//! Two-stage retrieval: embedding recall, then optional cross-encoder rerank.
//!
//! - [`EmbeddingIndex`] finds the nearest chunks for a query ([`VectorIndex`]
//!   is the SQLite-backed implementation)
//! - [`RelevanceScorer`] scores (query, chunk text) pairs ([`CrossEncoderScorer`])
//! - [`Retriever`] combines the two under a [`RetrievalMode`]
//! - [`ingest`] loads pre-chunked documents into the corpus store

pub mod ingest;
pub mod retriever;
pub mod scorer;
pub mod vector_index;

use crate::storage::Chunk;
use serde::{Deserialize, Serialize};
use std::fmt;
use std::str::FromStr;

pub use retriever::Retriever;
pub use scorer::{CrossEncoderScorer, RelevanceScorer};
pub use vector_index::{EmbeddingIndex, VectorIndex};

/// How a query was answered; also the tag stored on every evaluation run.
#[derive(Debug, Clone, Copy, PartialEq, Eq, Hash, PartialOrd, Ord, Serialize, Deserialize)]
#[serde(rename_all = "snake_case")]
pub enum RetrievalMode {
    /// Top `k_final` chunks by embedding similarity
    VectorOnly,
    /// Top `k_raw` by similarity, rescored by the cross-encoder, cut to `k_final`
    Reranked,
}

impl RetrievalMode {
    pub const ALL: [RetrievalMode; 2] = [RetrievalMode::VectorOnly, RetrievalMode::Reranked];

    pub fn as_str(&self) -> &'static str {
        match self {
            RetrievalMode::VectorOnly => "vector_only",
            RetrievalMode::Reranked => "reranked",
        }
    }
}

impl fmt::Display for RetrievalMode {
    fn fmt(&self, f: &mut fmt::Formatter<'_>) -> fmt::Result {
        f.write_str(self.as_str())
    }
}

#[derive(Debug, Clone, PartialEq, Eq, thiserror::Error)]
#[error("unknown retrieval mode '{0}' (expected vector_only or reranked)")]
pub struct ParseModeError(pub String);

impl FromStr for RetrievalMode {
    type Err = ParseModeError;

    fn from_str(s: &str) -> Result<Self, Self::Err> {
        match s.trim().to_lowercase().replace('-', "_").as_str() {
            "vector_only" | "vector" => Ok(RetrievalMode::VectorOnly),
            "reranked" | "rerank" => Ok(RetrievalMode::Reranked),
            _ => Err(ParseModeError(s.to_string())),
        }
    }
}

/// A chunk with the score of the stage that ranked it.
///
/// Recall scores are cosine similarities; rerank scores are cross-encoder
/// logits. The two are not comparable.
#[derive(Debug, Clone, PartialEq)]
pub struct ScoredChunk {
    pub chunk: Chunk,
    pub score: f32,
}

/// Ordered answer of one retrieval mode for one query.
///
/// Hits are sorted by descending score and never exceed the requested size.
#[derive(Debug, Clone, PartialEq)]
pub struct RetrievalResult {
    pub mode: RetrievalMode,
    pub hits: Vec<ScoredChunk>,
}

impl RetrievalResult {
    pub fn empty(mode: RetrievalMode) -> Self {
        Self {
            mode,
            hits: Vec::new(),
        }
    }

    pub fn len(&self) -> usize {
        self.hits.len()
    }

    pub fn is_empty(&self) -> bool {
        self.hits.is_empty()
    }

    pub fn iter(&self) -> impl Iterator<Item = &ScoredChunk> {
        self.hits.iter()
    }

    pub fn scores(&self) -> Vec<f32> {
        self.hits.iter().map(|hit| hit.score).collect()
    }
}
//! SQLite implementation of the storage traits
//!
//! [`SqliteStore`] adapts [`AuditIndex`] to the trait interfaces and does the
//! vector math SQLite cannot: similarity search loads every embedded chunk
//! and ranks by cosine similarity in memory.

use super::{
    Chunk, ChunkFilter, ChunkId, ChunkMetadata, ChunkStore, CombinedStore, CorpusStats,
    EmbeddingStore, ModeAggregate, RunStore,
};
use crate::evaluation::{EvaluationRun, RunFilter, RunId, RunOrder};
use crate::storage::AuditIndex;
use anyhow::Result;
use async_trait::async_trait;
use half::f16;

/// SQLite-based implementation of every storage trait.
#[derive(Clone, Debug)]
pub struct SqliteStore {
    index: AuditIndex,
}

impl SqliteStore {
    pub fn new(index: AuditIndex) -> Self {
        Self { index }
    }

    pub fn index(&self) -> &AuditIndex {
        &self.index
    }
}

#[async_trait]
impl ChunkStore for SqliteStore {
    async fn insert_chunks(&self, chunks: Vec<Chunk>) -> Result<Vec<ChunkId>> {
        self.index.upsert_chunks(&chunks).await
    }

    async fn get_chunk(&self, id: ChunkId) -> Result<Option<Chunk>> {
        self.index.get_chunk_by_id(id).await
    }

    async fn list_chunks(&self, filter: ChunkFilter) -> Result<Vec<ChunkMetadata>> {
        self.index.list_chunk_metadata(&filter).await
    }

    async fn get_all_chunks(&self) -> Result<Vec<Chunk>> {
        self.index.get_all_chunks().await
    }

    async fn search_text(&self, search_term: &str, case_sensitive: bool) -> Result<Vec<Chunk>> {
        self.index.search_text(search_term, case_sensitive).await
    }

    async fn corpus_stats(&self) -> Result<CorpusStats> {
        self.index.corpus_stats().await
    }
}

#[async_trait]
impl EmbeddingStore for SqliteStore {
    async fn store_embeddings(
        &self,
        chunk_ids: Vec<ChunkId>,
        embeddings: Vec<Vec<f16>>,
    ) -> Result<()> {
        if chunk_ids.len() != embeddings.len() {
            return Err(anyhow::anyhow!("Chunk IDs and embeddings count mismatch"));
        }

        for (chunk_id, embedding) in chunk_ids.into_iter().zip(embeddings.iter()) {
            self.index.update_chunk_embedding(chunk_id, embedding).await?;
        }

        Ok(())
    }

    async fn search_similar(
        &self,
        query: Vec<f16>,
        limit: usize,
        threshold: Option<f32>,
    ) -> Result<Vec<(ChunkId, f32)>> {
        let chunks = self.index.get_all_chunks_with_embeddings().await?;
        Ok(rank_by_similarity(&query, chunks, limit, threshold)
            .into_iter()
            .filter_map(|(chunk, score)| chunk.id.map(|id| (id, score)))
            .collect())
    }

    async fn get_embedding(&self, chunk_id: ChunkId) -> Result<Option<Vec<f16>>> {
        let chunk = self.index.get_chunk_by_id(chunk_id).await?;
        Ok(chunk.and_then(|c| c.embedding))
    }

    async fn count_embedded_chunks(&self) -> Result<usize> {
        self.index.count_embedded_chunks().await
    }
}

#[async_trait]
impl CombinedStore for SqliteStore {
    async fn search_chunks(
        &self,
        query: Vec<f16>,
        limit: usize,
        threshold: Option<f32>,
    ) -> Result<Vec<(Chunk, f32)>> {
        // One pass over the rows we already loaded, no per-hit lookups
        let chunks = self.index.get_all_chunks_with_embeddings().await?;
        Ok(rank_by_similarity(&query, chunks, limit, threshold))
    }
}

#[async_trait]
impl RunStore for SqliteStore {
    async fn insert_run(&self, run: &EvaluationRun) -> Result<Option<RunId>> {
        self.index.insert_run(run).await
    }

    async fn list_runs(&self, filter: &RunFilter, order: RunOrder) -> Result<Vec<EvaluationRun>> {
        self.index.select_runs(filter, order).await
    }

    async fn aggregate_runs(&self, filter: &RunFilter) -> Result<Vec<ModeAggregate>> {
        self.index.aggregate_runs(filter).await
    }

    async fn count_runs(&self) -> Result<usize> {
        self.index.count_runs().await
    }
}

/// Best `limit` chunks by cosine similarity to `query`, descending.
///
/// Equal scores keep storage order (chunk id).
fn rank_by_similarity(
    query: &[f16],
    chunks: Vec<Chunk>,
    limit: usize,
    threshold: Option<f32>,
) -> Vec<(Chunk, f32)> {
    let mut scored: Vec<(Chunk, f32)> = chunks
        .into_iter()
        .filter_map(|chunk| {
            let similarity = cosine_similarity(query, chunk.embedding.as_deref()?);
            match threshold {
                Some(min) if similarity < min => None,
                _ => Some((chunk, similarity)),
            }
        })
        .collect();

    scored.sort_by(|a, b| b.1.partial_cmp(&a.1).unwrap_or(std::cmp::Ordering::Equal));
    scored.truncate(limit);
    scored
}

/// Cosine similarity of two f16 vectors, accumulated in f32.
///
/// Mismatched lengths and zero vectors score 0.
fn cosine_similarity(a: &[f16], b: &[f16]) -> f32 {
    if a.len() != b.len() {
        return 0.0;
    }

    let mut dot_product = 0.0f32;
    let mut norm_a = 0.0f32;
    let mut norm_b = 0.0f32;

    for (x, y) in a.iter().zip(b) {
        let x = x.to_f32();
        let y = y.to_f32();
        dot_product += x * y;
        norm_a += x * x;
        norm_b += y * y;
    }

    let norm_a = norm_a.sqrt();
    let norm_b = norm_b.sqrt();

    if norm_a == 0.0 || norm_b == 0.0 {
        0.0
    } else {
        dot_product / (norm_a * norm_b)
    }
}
--
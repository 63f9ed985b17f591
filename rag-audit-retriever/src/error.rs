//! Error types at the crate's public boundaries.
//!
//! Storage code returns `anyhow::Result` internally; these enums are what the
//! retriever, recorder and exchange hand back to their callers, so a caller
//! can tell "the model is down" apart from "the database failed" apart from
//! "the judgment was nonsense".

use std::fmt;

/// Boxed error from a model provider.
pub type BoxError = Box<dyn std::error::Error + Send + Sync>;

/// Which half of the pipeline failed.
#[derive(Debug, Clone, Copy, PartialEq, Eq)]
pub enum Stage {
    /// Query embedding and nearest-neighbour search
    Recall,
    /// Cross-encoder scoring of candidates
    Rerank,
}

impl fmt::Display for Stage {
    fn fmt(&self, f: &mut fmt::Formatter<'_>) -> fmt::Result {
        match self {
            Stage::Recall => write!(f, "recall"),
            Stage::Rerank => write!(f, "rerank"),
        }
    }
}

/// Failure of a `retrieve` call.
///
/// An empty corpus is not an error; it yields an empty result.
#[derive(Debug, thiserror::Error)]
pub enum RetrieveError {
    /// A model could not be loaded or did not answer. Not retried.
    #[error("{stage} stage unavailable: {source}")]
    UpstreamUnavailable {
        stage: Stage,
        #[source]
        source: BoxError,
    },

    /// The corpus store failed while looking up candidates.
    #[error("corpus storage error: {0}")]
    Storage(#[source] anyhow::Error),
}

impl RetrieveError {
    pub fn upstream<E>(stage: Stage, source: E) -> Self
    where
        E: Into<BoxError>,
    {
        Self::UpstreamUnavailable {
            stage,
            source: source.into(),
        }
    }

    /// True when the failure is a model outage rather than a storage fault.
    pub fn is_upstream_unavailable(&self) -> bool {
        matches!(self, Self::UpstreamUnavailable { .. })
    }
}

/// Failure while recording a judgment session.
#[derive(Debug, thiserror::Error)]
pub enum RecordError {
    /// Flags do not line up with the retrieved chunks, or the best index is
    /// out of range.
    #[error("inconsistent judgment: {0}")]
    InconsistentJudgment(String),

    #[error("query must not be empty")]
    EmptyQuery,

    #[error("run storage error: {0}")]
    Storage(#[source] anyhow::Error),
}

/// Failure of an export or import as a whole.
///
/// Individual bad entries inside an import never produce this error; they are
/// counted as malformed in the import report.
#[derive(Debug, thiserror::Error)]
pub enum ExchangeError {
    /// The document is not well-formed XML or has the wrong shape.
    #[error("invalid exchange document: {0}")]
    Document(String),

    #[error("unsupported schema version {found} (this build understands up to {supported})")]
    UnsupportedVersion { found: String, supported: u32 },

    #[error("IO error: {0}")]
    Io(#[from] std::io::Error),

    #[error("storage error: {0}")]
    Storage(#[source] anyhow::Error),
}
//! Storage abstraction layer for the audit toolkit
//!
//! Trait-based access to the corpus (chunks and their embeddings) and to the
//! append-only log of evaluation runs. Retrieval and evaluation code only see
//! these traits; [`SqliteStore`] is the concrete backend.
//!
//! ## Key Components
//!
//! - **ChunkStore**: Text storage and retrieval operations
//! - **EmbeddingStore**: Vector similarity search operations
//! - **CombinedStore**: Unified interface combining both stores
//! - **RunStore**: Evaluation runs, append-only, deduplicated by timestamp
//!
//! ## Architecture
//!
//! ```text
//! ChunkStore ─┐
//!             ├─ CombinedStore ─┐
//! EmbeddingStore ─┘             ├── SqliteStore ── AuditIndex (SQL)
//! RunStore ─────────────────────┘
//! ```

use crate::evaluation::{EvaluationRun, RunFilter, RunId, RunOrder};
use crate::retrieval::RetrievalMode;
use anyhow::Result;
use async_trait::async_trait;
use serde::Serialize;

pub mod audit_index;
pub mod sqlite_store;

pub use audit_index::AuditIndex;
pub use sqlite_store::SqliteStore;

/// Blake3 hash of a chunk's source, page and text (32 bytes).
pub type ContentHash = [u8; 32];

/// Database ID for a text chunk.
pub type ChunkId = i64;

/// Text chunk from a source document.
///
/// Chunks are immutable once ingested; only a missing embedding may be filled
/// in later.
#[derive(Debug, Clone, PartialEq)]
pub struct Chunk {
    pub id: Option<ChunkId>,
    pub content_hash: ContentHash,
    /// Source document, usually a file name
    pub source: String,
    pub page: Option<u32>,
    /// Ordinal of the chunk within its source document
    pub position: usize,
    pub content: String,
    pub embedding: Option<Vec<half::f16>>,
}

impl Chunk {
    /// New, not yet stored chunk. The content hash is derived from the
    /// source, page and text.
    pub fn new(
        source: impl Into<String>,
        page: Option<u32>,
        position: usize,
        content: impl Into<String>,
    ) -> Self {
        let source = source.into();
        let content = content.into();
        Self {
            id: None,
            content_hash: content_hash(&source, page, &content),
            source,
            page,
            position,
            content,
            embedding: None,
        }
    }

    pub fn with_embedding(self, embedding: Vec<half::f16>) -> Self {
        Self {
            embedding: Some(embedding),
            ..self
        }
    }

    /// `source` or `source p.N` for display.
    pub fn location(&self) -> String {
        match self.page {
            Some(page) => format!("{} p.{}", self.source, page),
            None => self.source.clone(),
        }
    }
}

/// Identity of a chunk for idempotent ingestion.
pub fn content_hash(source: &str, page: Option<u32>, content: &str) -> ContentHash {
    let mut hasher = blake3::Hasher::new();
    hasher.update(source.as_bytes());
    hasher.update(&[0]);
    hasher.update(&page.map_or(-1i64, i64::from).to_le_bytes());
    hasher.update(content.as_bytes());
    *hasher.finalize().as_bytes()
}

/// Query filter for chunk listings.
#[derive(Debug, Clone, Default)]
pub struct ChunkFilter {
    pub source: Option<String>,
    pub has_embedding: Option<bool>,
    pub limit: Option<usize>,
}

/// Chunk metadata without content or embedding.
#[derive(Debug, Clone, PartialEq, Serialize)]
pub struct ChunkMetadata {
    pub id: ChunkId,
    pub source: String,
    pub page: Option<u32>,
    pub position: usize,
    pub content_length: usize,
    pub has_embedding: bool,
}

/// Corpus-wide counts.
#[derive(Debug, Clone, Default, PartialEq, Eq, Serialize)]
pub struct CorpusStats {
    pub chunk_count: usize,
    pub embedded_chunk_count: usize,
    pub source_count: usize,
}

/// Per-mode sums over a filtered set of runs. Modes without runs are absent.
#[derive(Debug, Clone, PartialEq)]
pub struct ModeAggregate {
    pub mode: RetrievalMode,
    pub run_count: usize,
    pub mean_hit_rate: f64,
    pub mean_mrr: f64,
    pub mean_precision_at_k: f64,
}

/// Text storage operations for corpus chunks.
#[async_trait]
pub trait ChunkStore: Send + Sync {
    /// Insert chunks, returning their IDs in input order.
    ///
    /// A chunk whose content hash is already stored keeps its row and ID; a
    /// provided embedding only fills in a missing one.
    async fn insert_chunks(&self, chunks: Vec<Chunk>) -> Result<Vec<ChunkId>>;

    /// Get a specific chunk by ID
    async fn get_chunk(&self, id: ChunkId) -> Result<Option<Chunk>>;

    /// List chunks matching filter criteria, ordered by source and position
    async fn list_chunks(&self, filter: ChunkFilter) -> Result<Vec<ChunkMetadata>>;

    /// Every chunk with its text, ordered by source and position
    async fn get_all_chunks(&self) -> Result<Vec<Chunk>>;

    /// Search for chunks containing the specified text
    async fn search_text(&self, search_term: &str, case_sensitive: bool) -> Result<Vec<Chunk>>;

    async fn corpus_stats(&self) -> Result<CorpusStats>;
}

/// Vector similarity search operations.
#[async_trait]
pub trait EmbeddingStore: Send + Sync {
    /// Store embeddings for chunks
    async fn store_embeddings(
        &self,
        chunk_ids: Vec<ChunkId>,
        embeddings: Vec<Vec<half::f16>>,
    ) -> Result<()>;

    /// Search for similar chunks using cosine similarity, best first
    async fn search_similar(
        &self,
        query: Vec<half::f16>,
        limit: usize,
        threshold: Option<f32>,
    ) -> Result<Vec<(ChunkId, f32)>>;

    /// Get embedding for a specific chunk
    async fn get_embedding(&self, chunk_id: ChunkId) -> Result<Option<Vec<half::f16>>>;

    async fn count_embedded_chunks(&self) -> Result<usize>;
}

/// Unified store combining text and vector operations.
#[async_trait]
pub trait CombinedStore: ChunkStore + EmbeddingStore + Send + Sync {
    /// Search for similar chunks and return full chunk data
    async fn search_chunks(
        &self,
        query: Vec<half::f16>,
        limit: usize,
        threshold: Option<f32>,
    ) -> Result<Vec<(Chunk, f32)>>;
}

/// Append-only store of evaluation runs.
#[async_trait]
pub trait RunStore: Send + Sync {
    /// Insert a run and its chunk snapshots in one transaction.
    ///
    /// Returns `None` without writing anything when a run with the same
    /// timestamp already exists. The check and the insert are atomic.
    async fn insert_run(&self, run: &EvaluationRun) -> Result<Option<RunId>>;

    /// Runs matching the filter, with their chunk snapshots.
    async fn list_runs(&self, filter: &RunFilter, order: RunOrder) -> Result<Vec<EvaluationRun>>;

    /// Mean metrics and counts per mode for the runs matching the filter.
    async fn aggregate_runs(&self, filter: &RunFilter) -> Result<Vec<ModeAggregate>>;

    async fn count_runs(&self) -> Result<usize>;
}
...
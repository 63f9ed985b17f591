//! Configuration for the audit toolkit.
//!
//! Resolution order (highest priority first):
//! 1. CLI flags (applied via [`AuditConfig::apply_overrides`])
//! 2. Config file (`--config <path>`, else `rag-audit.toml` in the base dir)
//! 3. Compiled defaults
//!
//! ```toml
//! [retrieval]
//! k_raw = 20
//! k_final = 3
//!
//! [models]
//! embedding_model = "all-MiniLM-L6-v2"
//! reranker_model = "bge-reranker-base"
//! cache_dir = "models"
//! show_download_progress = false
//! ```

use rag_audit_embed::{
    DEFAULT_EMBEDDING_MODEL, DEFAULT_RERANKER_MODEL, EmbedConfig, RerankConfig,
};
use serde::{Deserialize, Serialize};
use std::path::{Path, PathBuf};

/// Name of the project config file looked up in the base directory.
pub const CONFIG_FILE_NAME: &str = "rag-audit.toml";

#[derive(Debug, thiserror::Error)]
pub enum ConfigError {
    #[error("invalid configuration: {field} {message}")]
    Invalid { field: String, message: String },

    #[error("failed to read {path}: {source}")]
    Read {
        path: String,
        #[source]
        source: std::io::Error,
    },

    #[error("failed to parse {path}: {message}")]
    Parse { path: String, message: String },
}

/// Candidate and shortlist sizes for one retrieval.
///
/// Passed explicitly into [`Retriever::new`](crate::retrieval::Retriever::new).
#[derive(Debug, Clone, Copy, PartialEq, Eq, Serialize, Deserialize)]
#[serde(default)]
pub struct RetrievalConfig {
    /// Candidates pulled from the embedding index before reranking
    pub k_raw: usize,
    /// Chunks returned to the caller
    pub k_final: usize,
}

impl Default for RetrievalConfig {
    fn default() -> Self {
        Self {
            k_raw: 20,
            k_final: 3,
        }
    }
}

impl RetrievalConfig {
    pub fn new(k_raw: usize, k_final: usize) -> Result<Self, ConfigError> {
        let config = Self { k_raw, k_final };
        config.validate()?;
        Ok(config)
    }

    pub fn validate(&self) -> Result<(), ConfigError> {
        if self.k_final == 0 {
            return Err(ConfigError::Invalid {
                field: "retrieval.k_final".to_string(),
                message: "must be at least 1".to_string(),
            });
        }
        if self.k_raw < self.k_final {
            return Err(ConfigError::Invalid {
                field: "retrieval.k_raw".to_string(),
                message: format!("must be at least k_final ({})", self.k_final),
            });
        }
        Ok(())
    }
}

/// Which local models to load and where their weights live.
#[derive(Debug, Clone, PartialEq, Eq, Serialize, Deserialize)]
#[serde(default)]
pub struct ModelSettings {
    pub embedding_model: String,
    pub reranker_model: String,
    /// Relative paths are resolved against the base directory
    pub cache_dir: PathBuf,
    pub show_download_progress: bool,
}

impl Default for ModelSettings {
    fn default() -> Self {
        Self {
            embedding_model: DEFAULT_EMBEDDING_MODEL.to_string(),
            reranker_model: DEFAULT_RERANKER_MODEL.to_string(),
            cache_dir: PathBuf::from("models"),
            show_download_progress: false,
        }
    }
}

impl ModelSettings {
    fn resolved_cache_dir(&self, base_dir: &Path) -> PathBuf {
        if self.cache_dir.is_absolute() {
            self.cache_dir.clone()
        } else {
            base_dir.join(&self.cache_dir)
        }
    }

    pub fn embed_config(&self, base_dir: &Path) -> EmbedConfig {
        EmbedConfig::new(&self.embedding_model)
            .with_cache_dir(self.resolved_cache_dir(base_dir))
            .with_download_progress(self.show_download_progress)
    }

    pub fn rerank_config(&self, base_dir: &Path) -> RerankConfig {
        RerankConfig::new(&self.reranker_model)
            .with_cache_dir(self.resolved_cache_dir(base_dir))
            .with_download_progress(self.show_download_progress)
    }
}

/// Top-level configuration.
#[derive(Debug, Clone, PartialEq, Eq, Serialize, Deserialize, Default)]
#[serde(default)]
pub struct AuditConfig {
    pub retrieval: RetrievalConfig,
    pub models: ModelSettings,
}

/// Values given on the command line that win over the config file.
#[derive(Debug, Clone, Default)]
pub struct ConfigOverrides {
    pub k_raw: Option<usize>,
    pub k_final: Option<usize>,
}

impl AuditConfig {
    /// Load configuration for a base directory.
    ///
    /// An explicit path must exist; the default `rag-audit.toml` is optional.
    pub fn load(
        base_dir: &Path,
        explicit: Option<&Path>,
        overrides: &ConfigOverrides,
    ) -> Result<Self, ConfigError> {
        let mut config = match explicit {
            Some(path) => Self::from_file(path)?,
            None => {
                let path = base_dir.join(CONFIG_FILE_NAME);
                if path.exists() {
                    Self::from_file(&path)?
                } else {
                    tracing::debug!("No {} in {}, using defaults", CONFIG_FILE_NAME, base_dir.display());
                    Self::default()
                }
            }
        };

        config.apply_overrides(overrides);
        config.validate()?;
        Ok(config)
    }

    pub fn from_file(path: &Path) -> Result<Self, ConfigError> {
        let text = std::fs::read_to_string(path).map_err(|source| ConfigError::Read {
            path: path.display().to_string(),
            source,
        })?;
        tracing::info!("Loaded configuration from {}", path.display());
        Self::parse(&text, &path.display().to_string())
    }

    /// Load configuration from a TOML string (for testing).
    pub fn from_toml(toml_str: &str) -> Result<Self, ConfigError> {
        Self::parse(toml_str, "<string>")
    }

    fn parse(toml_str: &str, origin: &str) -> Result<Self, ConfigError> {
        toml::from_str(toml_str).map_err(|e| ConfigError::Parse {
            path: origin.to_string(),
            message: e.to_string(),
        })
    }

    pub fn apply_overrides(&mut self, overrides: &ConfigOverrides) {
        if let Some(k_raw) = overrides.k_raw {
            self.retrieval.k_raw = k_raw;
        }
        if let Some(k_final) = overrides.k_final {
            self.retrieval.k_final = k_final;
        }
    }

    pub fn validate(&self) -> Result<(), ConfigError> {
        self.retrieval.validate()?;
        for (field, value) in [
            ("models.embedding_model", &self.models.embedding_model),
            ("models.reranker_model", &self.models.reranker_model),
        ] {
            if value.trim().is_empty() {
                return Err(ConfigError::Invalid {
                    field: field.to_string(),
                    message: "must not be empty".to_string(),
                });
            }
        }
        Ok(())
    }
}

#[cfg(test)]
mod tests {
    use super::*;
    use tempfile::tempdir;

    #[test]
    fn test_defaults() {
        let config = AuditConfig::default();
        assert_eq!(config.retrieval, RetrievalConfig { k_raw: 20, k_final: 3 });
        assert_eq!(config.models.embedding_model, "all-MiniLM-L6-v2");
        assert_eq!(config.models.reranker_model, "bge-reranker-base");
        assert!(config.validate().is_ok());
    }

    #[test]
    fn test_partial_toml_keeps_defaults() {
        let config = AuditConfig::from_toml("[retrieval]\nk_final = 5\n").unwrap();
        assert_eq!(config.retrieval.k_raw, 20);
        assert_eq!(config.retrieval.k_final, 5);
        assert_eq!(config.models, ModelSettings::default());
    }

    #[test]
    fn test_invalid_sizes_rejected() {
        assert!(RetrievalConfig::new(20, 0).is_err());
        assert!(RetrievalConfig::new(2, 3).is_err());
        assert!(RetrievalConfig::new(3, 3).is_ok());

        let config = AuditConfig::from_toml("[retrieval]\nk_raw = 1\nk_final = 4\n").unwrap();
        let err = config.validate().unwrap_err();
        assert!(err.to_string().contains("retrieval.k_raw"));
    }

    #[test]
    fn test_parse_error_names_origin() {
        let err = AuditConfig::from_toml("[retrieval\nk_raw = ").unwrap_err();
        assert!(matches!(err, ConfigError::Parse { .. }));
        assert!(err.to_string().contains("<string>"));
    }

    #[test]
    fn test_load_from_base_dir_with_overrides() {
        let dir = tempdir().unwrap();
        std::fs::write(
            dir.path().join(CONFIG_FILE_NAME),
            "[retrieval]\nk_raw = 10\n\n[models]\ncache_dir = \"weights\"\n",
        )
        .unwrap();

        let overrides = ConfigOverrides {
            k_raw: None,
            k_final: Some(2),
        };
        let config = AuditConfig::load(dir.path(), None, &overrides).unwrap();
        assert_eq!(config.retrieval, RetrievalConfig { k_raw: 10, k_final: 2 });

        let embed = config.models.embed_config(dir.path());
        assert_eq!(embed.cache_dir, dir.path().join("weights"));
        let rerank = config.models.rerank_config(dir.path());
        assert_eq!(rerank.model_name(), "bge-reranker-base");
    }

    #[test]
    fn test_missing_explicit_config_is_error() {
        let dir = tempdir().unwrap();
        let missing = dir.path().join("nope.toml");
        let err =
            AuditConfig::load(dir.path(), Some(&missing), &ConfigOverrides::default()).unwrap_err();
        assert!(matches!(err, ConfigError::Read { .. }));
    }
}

* **WORK ITEM**
Find each line in the material above that carries the string "matching", and copy it.

* **SOLUTION TO THIS TASK**
    /// List chunks matching filter criteria, ordered by source and position
    /// Runs matching the filter, with their chunk snapshots.
    /// Mean metrics and counts per mode for the runs matching the filter.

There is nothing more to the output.